• No results found

4. Why do models predict differently for the same species and/or locations?

4.3.2 Multivariate analysis

4.3.2.1 Major trends

The density plot for model AUC, Kappa, sensitivity, specificity, precision and cross validation error are given in Figure 4.7. The plots of Kappa, AUC, Sensitivity, Specificity & Precision scores were skewed to the right showing that the majority of the models performed well above that expected from a random prediction. The density plot of the cross- validation error was skewed to the left showing most of the models had low cross validation error. However, not all of the models that had high AUC scores also had low cross- validation error shown by the CV error density curve being less-leptokurtic than that of the AUC density plots. In this study, the Kappa statistic was found to provide the best discriminatory measure. In Figure 4.7, most of the other scores except cross-validation error are majorly leptokurtic with thin tails showing almost all models performed very well whereas the Kappa plot clearly shows a more spread out distribution implying better model ranking. Further statistical support for the choice of Kappa and CV error as model selection indices is given in section 4.3.2.2.

The MANOVA result (Table 4.4) showed that all the modelling components and the interactions had a significant effect on the linear combination of the five model performance scores with the exception of Predictor choice (P). Predictor choice did not have a significant effect (Pillai’s Trace = 0.11, F = 1.50, η2 = 0.05). However, it is important to note that the levels in the predictor choice (P) factor were not completely unique as more variables were added from P1 to P2 and on to P3. Change in variables selected as a result of the newly added variables is reported separately in section 4.3.2.1.
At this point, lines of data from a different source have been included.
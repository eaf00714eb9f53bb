//! # Document Records
//!
//! Plain data-transfer records owned by collaborators outside the
//! validation core: document metadata, revisions, update responses, and
//! the stored-document envelope that pairs a block tree with the taxonomy
//! version it was written under.
//!
//! These records have no invariants beyond "matches a named shape", which
//! serde decoding already enforces. Block trees inside them stay untyped
//! (`serde_json::Value`) until a compiled schema set accepts them.

use chrono::{DateTime, Utc};
use serde::{Deserialize, Serialize};
use serde_json::Value;

use crate::error::BlockdocError;
use crate::version::TaxonomyVersion;

/// Document metadata. Revisions are stored separately and point back at
/// the document by id.
#[derive(Debug, Clone, PartialEq, Serialize, Deserialize)]
#[serde(rename_all = "camelCase")]
pub struct Document {
    /// Opaque document identifier.
    pub id: String,
    /// Display title.
    pub title: String,
    /// Free-form tags.
    pub tags: Vec<String>,
    /// Creation time (ISO 8601 on the wire).
    pub created_at: DateTime<Utc>,
    /// Last update time (ISO 8601 on the wire).
    pub updated_at: DateTime<Utc>,
    /// Identifier of the owning user.
    pub owner_id: String,
}

impl Document {
    /// Decode a metadata record from an untyped value.
    pub fn from_value(value: Value) -> Result<Self, BlockdocError> {
        serde_json::from_value(value).map_err(|e| BlockdocError::InvalidRecord {
            record: "document",
            reason: e.to_string(),
        })
    }
}

/// One revision of a document: a pointer to the root block of its tree.
#[derive(Debug, Clone, PartialEq, Serialize, Deserialize)]
#[serde(rename_all = "camelCase")]
pub struct DocumentRevision {
    /// Owning document.
    pub document_id: String,
    /// Revision creation time.
    pub created_at: DateTime<Utc>,
    /// Id of the revision's root block.
    pub block_id: String,
}

/// Response to a document update request.
///
/// Either `success` with the new revision, or a failure carrying an error
/// message and every violation found in the submitted tree.
#[derive(Debug, Clone, PartialEq, Serialize, Deserialize)]
pub struct DocumentUpdateResponse<V> {
    /// Whether the update was accepted.
    pub success: bool,
    /// The revision created by an accepted update.
    #[serde(default, skip_serializing_if = "Option::is_none")]
    pub revision: Option<DocumentRevision>,
    /// Summary of why the update was rejected.
    #[serde(default, skip_serializing_if = "Option::is_none")]
    pub error: Option<String>,
    /// Individual violations of a rejected update.
    #[serde(default = "Vec::new", skip_serializing_if = "Vec::is_empty")]
    pub violations: Vec<V>,
}

impl<V> DocumentUpdateResponse<V> {
    /// An accepted update.
    pub fn accepted(revision: DocumentRevision) -> Self {
        Self {
            success: true,
            revision: Some(revision),
            error: None,
            violations: Vec::new(),
        }
    }

    /// A rejected update.
    pub fn rejected(error: impl Into<String>, violations: Vec<V>) -> Self {
        Self {
            success: false,
            revision: None,
            error: Some(error.into()),
            violations,
        }
    }
}

/// A block tree together with the taxonomy version it must be validated
/// against.
#[derive(Debug, Clone, PartialEq, Serialize, Deserialize)]
#[serde(rename_all = "camelCase")]
pub struct StoredDocument {
    /// Taxonomy the tree was written under.
    pub schema_version: TaxonomyVersion,
    /// Root block of the tree, not yet validated.
    pub root: Value,
}

impl StoredDocument {
    /// Key that marks a value as a stored-document envelope.
    pub const VERSION_KEY: &'static str = "schemaVersion";

    /// Whether `value` looks like an envelope rather than a bare block.
    pub fn is_envelope(value: &Value) -> bool {
        value.get(Self::VERSION_KEY).is_some()
    }

    /// Decode an envelope from an untyped value.
    pub fn from_value(value: Value) -> Result<Self, BlockdocError> {
        serde_json::from_value(value).map_err(|e| BlockdocError::InvalidRecord {
            record: "stored document",
            reason: e.to_string(),
        })
    }

    /// Run a migrator over the tree.
    ///
    /// The migrator's source version must equal the envelope's version.
    pub fn migrate(self, migrator: &dyn Migrator) -> Result<Self, BlockdocError> {
        if migrator.source() != self.schema_version {
            return Err(BlockdocError::Migration {
                from: self.schema_version.to_string(),
                to: migrator.target().to_string(),
                reason: format!("migrator expects {} documents", migrator.source()),
            });
        }
        Ok(Self {
            schema_version: migrator.target(),
            root: migrator.migrate(self.root)?,
        })
    }
}

/// Converts a block tree from one taxonomy version to another.
///
/// Implementations live with the storage layer; the core only defines the
/// seam so a migrated tree can be re-validated against its new version.
pub trait Migrator {
    /// Version of trees this migrator accepts.
    fn source(&self) -> TaxonomyVersion;

    /// Version of trees this migrator produces.
    fn target(&self) -> TaxonomyVersion;

    /// Convert one tree.
    fn migrate(&self, root: Value) -> Result<Value, BlockdocError>;
}
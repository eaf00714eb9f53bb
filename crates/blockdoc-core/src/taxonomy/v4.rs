//! # Taxonomy v4
//!
//! Kinds and discriminants are those of v3. Containers switch to
//! resolvable children: every entry of `children` on Root, Group,
//! Paragraph, Quote and List may be an inline block object *or* an
//! identifier string *or* a list of identifier strings, the latter two
//! being deferred lookups into an external block store. `Group` joins the
//! `any` union.

use serde::{Deserialize, Serialize};

use super::{
    FieldDefinition, FieldType, Taxonomy, UnionDefinition, VariantDefinition, VariantKind,
    ANY_UNION, INLINE_UNION,
};
use crate::version::TaxonomyVersion;

/// Marker for the v4 taxonomy.
#[derive(Debug, Clone, Copy)]
pub struct V4;

/// Block kinds of taxonomy v4.
#[derive(Debug, Clone, Copy, PartialEq, Eq, Hash, Serialize, Deserialize)]
pub enum BlockKind {
    /// Identified tree root.
    Root,
    /// Pointer to a root by id.
    Ref,
    /// Formatted text run.
    Text,
    /// Formatted hyperlink.
    Link,
    /// Section heading.
    Heading,
    /// Paragraph of inline or referenced blocks.
    Paragraph,
    /// Quotation of inline or referenced blocks.
    Quote,
    /// List of inline or referenced blocks.
    List,
    /// Grid of inline cells.
    Table,
    /// Image with dimensions.
    Image,
    /// Data-less container.
    Group,
}

impl VariantKind for BlockKind {
    fn all() -> &'static [Self] {
        &[
            Self::Root,
            Self::Ref,
            Self::Text,
            Self::Link,
            Self::Heading,
            Self::Paragraph,
            Self::Quote,
            Self::List,
            Self::Table,
            Self::Image,
            Self::Group,
        ]
    }

    fn schema_name(self) -> &'static str {
        match self {
            Self::Root => "root",
            Self::Ref => "ref",
            Self::Text => "text",
            Self::Link => "link",
            Self::Heading => "heading",
            Self::Paragraph => "paragraph",
            Self::Quote => "quote",
            Self::List => "list",
            Self::Table => "table",
            Self::Image => "image",
            Self::Group => "group",
        }
    }

    fn tag(self) -> &'static str {
        match self {
            Self::Root => "Root",
            Self::Ref => "Ref",
            Self::Text => "Text",
            Self::Link => "Link",
            Self::Heading => "Heading",
            Self::Paragraph => "Paragraph",
            Self::Quote => "Quote",
            Self::List => "List",
            Self::Table => "Table",
            Self::Image => "Image",
            Self::Group => "Group",
        }
    }

    fn code(self) -> u64 {
        match self {
            Self::Root => 1,
            Self::Ref => 2,
            Self::Text => 3,
            Self::Link => 4,
            Self::Heading => 5,
            Self::Paragraph => 6,
            Self::Quote => 7,
            Self::List => 8,
            Self::Table => 9,
            Self::Image => 10,
            Self::Group => 12,
        }
    }

    fn definition(self) -> VariantDefinition {
        let base = VariantDefinition::new(TaxonomyVersion::V4, self.tag(), self.code());
        match self {
            Self::Root => base
                .with_id()
                .field(FieldDefinition::optional(
                    "tags",
                    FieldType::list(FieldType::String),
                ))
                .resolvable_children(ANY_UNION),
            Self::Ref => base
                .data_field(FieldDefinition::required("id", FieldType::String))
                .closed(),
            Self::Text => base
                .with_format()
                .data_field(FieldDefinition::required("content", FieldType::String)),
            Self::Link => base
                .with_format()
                .data_field(FieldDefinition::required("content", FieldType::String))
                .data_field(FieldDefinition::required("href", FieldType::String)),
            Self::Heading => base
                .data_field(FieldDefinition::required("content", FieldType::String))
                .data_field(FieldDefinition::required("size", FieldType::Number)),
            Self::Paragraph | Self::Quote => base.resolvable_children(INLINE_UNION),
            Self::List => base
                .data_field(FieldDefinition::required("ordered", FieldType::Boolean))
                .resolvable_children(INLINE_UNION),
            Self::Table => base
                .data_field(FieldDefinition::required(
                    "columns",
                    FieldType::list(FieldType::block(INLINE_UNION)),
                ))
                .data_field(FieldDefinition::required(
                    "rows",
                    FieldType::list(FieldType::list(FieldType::block(INLINE_UNION))),
                )),
            Self::Image => base
                .data_field(FieldDefinition::required("src", FieldType::String))
                .data_field(FieldDefinition::required("width", FieldType::Number))
                .data_field(FieldDefinition::required("height", FieldType::Number)),
            Self::Group => base.resolvable_children(ANY_UNION),
        }
    }
}

impl Taxonomy for V4 {
    const VERSION: TaxonomyVersion = TaxonomyVersion::V4;
    type Kind = BlockKind;

    fn unions() -> Vec<(&'static str, UnionDefinition)> {
        vec![
            (INLINE_UNION, UnionDefinition::of(Self::VERSION, &["text", "link"])),
            (
                ANY_UNION,
                UnionDefinition::of(
                    Self::VERSION,
                    &[
                        "root",
                        "ref",
                        "text",
                        "link",
                        "heading",
                        "paragraph",
                        "quote",
                        "list",
                        "table",
                        "image",
                        "group",
                    ],
                ),
            ),
        ]
    }
}

#[cfg(test)]
mod tests {
    use super::*;

    #[test]
    fn test_containers_are_resolvable() {
        for kind in BlockKind::all() {
            if let Some(children) = kind.definition().children {
                assert!(children.resolvable, "{kind:?} children should be resolvable");
            }
        }
    }

    #[test]
    fn test_table_cells_stay_inline_objects() {
        let def = BlockKind::Table.definition();
        assert!(def.children.is_none());
        assert_eq!(def.references().len(), 2);
    }
}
A follow up canonical correlation analysis was undertaken and the first canonical variable accounted for 52.4% of the model variance. The corresponding canonical correlation for the first variable was 0.903 (Wilks λ = 0.015, F= 3.53) showing that 81.5% (0.9032∗ 100) of the variance in the canonically derived scores was accounted for by the model component factors tested (species type, predictor choice, dimension reduction and model type) (Figure 4.8).

98

Figure 4.7: Density plot of Kappa, AUC, Sensitivity and Specificity scores for the total 180 models. Red line at 0.5 on the x axis, in cases of AUC, Cross-validation error, Sensitivity and Specificity shows a score expected from a random prediction; and in case of Kappa score indicated at 0.4 on the x axis shows where models are expected to perform worse than a “medium performing model” on the Kappa scale. The blue line show, 0.8 for Kappa, where models are expected to be excellent; 0.7 for AUC a conventional threshold where models are expected to be good; 0.9 for Sensitivity and Specificity, an arbitrarily assigned high performance threshold; and 0.1 for cross-validation error a threshold set as an acceptable training error margin for this study.

99

Table 4.4: MANOVA results: modelling component effects on model performance.
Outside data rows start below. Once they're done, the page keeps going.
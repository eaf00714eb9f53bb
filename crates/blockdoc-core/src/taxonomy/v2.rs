//! # Taxonomy v2
//!
//! Same kinds and numeric discriminants as v1, with the per-block `id`
//! removed and `Link` promoted into the inline union.

use serde::{Deserialize, Serialize};

use super::{
    FieldDefinition, FieldType, Taxonomy, UnionDefinition, VariantDefinition, VariantKind,
    ANY_UNION, INLINE_UNION,
};
use crate::version::TaxonomyVersion;

/// Marker for the v2 taxonomy.
#[derive(Debug, Clone, Copy)]
pub struct V2;

/// Block kinds of taxonomy v2.
#[derive(Debug, Clone, Copy, PartialEq, Eq, Hash, Serialize, Deserialize)]
pub enum BlockKind {
    /// Document revision root.
    Document,
    /// Formatted text run.
    Text,
    /// Formatted hyperlink.
    Link,
    /// Section heading.
    Heading,
    /// Paragraph of inline blocks.
    Paragraph,
    /// Quotation of inline blocks.
    Quote,
    /// List of inline blocks.
    List,
    /// Grid of inline cells.
    Table,
    /// Image with dimensions.
    Image,
}

impl VariantKind for BlockKind {
    fn all() -> &'static [Self] {
        &[
            Self::Document,
            Self::Text,
            Self::Link,
            Self::Heading,
            Self::Paragraph,
            Self::Quote,
            Self::List,
            Self::Table,
            Self::Image,
        ]
    }

    fn schema_name(self) -> &'static str {
        match self {
            Self::Document => "document",
            Self::Text => "text",
            Self::Link => "link",
            Self::Heading => "heading",
            Self::Paragraph => "paragraph",
            Self::Quote => "quote",
            Self::List => "list",
            Self::Table => "table",
            Self::Image => "image",
        }
    }

    fn tag(self) -> &'static str {
        match self {
            Self::Document => "Document",
            Self::Text => "Text",
            Self::Link => "Link",
            Self::Heading => "Heading",
            Self::Paragraph => "Paragraph",
            Self::Quote => "Quote",
            Self::List => "List",
            Self::Table => "Table",
            Self::Image => "Image",
        }
    }

    fn code(self) -> u64 {
        match self {
            Self::Document => 0,
            Self::Text => 1,
            Self::Link => 2,
            Self::Heading => 3,
            Self::Paragraph => 4,
            Self::Quote => 5,
            Self::List => 6,
            Self::Table => 7,
            Self::Image => 8,
        }
    }

    fn definition(self) -> VariantDefinition {
        let base = VariantDefinition::new(TaxonomyVersion::V2, self.tag(), self.code());
        match self {
            Self::Document => base
                .data_field(FieldDefinition::required("subtitle", FieldType::String))
                .data_field(FieldDefinition::required("createdAt", FieldType::Number))
                .children(ANY_UNION),
            Self::Text => base
                .with_format()
                .data_field(FieldDefinition::required("content", FieldType::String)),
            Self::Link => base
                .with_format()
                .data_field(FieldDefinition::required("content", FieldType::String))
                .data_field(FieldDefinition::required("href", FieldType::String)),
            Self::Heading => base
                .data_field(FieldDefinition::required("content", FieldType::String))
                .data_field(FieldDefinition::required("size", FieldType::Number)),
            Self::Paragraph | Self::Quote => base.children(INLINE_UNION),
            Self::List => base
                .data_field(FieldDefinition::required("ordered", FieldType::Boolean))
                .children(INLINE_UNION),
            Self::Table => base
                .data_field(FieldDefinition::required(
                    "columns",
                    FieldType::list(FieldType::block(INLINE_UNION)),
                ))
                .data_field(FieldDefinition::required(
                    "rows",
                    FieldType::list(FieldType::list(FieldType::block(INLINE_UNION))),
                )),
            Self::Image => base
                .data_field(FieldDefinition::required("src", FieldType::String))
                .data_field(FieldDefinition::required("width", FieldType::Number))
                .data_field(FieldDefinition::required("height", FieldType::Number)),
        }
    }
}

impl Taxonomy for V2 {
    const VERSION: TaxonomyVersion = TaxonomyVersion::V2;
    type Kind = BlockKind;

    fn unions() -> Vec<(&'static str, UnionDefinition)> {
        vec![
            (INLINE_UNION, UnionDefinition::of(Self::VERSION, &["text", "link"])),
            (
                ANY_UNION,
                UnionDefinition::of(
                    Self::VERSION,
                    &[
                        "text",
                        "link",
                        "heading",
                        "paragraph",
                        "quote",
                        "list",
                        "table",
                        "image",
                    ],
                ),
            ),
        ]
    }
}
Modelling components Pillai’s trace η2.100* F Df p

Model type (MT) 0.79 26.22 9.24 3 <0.0001

Dimension reduction (DR) 0.42 21.01 6.86 2 <0.0001

Species (SP) 0.81 20.32 6.68 4 <0.0001

Predictor (P) 0.11 5.50 1.50 2 0.138

Species x Predictor 0.68 13.51 2.58 8 <0.0001

Species x Dimension reduction 0.58 11.65 2.18 8 <0.0001

Predictor x Dimension reduction 0.49 12.37 3.70 4 <0.0001

Species x Predictor x Dim. Red. 0.95 18.98 1.93 16 <0.0001

Residuals 26.22 132

* The effect size (eta square) is multiplied by a factor of 100 for easy reporting

Figure 4.8: Structure correlations (canonical factor loadings) for the first canonical dimension Arrows show the vector direction of variables that correspond to the canonical component on the y- axis. The corresponding variables for the x-axis (combinations of modelling components) were not labelled so not to overcrowd the graph.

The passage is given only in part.